* [About this exercise]: All records below are to be repeated precisely, with nothing added.

□ □ □ □ □

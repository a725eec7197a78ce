use std::{
    io,
    path::{Path, PathBuf},
};

use tracing::debug;
use walkdir::WalkDir;

pub const TORRENT_EXTENSION: &str = "torrent";

pub fn create_dir(purpose: &str, path: &Path) -> io::Result<()> {
    if !path.exists() {
        debug!("{purpose} dir {path:?} doesn't exist yet, creating");
        std::fs::create_dir_all(path)?;
    }
    Ok(())
}

/// Torrent descriptors directly inside `dir`, sorted by file name.
pub fn find_torrents(dir: &Path) -> walkdir::Result<Vec<PathBuf>> {
    let mut found = Vec::new();
    for entry in WalkDir::new(dir)
        .min_depth(1)
        .max_depth(1)
        .follow_links(true)
        .sort_by_file_name()
    {
        let entry = entry?;
        let is_torrent = entry
            .path()
            .extension()
            .is_some_and(|ext| ext == TORRENT_EXTENSION);
        if entry.file_type().is_file() && is_torrent {
            found.push(entry.into_path());
        }
    }
    Ok(found)
}

/// Join a remote directory and an entry name with exactly one slash.
pub fn remote_join(dir: &str, name: &str) -> String {
    if dir.is_empty() {
        name.to_string()
    } else if dir.ends_with('/') {
        format!("{dir}{name}")
    } else {
        format!("{dir}/{name}")
    }
}

/// Last `/`-separated segment of a remote path.
pub fn base_name(path: &str) -> &str {
    path.rsplit_once('/').map_or(path, |(_, name)| name)
}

□ □ □ □ □

* [Answer space]:
repository a725eec7197a78ce
use std::{
    io,
    path::{Path, PathBuf},
};

use tracing::debug;
use walkdir::WalkDir;

pub const TORRENT_EXTENSION: &str = "torrent";

pub fn create_dir(purpose: &str, path: &Path) -> io::Result<()> {
    if !path.exists() {
        debug!("{purpose} dir {path:?} doesn't exist yet, creating");
        std::fs::create_dir_all(path)?;
    }
    Ok(())
}

/// Torrent descriptors directly inside `dir`, sorted by file name.
pub fn find_torrents(dir: &Path) -> walkdir::Result<Vec<PathBuf>> {
    let mut found = Vec::new();
    for entry in WalkDir::new(dir)
        .min_depth(1)
        .max_depth(1)
        .follow_links(true)
        .sort_by_file_name()
    {
        let entry = entry?;
        let is_torrent = entry
            .path()
            .extension()
            .is_some_and(|ext| ext == TORRENT_EXTENSION);
        if entry.file_type().is_file() && is_torrent {
            found.push(entry.into_path());
        }
    }
    Ok(found)
}

/// Join a remote directory and an entry name with exactly one slash.
pub fn remote_join(dir: &str, name: &str) -> String {
    if dir.is_empty() {
        name.to_string()
    } else if dir.ends_with('/') {
        format!("{dir}{name}")
    } else {
        format!("{dir}/{name}")
    }
}

/// Last `/`-separated segment of a remote path.
pub fn base_name(path: &str) -> &str {
    path.rsplit_once('/').map_or(path, |(_, name)| name)
}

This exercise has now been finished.